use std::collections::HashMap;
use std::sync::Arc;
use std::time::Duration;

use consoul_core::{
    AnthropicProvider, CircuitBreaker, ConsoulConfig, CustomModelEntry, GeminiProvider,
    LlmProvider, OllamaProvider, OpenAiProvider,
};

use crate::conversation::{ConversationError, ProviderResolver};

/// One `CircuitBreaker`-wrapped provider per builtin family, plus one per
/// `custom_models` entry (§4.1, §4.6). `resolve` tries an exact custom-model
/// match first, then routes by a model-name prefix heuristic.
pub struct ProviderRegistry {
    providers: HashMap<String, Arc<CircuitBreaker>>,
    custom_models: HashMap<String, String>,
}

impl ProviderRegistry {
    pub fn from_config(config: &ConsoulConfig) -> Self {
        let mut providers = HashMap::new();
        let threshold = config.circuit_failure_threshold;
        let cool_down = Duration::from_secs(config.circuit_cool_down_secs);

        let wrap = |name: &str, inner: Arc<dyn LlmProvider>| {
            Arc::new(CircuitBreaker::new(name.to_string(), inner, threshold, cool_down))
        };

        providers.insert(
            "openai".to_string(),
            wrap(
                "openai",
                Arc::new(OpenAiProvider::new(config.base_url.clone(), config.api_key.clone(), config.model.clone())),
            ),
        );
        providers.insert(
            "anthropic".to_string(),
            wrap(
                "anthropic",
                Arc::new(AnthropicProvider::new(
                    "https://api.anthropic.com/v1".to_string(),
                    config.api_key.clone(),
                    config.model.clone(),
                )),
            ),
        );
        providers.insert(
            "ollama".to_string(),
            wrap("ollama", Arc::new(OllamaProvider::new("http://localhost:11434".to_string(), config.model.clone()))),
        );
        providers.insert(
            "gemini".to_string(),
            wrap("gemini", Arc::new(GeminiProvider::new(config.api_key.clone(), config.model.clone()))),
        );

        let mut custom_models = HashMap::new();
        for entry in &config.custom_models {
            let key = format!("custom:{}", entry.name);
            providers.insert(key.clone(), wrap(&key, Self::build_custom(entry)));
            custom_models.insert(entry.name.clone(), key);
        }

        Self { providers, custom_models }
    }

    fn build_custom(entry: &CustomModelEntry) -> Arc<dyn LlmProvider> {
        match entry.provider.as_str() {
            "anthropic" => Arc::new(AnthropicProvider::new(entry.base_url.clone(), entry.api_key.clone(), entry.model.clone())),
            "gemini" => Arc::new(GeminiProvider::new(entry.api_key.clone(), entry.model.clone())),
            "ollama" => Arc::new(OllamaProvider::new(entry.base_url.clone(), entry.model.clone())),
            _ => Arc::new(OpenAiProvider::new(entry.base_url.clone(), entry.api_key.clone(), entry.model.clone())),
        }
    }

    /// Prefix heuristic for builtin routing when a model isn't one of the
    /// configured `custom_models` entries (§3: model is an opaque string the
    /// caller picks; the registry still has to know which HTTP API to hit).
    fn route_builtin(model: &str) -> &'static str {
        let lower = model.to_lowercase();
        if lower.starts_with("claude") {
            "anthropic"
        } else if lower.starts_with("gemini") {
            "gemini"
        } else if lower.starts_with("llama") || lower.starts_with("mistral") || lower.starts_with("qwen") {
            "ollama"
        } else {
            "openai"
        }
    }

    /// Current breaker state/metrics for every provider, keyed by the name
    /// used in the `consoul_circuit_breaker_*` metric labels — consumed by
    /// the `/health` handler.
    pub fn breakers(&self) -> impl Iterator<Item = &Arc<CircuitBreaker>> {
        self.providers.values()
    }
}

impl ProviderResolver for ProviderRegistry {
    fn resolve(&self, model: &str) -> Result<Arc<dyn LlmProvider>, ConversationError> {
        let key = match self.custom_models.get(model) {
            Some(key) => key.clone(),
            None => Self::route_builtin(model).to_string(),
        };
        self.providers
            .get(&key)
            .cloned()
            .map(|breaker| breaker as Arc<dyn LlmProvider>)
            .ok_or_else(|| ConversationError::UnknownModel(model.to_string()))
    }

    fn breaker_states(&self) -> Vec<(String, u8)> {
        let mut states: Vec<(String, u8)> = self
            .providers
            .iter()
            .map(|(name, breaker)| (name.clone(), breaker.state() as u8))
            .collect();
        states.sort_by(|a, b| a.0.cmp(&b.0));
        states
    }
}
==
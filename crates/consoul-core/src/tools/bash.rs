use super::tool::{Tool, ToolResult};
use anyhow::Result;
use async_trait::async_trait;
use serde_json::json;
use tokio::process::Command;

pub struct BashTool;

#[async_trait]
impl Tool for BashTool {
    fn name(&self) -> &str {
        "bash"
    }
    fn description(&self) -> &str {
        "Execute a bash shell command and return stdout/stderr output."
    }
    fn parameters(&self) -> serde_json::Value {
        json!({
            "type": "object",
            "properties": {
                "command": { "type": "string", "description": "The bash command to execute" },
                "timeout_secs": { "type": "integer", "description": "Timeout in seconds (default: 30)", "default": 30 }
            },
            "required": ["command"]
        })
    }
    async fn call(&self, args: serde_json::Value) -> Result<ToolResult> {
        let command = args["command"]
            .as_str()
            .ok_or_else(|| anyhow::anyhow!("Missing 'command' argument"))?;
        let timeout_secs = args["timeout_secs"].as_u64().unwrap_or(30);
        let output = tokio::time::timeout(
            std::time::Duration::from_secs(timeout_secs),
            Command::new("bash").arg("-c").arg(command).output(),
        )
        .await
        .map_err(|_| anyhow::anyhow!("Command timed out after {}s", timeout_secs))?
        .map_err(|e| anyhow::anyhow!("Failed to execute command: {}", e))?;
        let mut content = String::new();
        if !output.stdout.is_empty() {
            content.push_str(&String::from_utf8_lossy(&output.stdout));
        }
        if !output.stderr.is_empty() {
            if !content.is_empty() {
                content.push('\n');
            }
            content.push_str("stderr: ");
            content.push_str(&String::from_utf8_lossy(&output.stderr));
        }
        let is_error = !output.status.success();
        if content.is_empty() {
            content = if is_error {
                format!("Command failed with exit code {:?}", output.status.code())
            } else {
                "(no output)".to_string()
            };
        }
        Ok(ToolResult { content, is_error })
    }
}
* * *
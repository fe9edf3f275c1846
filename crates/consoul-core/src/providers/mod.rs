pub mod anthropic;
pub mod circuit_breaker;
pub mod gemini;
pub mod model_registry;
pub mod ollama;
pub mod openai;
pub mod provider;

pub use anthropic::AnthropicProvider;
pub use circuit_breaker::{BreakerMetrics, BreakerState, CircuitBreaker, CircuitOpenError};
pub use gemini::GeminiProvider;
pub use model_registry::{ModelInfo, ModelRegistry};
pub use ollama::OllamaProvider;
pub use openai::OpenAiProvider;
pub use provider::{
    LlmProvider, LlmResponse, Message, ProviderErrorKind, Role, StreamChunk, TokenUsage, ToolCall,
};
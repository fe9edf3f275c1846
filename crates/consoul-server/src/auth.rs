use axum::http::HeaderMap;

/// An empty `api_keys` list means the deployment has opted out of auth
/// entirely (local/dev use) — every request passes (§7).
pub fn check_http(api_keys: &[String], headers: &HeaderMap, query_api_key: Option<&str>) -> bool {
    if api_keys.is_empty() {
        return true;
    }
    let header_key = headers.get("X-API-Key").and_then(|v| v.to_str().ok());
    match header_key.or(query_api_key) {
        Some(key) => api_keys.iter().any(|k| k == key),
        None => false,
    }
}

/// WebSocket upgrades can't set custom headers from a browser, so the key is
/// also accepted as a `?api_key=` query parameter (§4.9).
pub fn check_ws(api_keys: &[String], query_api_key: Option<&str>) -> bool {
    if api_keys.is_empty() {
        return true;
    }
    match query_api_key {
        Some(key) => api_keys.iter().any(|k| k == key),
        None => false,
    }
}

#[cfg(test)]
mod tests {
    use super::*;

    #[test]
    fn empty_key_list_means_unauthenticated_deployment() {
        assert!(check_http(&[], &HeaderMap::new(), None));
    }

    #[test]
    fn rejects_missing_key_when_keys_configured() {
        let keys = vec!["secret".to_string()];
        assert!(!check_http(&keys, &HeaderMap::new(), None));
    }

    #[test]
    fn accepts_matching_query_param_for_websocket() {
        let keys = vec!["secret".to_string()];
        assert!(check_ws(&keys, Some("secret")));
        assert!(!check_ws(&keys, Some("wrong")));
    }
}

What you will do:
Could you retype exactly the lines above, starting at the line that contains "use std::collections::HashMap;" and ending at the line that contains "plus one per", and nothing more?

Exercise response:
use std::collections::HashMap;
use std::sync::Arc;
use std::time::Duration;

use consoul_core::{
    AnthropicProvider, CircuitBreaker, ConsoulConfig, CustomModelEntry, GeminiProvider,
    LlmProvider, OllamaProvider, OpenAiProvider,
};

use crate::conversation::{ConversationError, ProviderResolver};

/// One `CircuitBreaker`-wrapped provider per builtin family, plus one per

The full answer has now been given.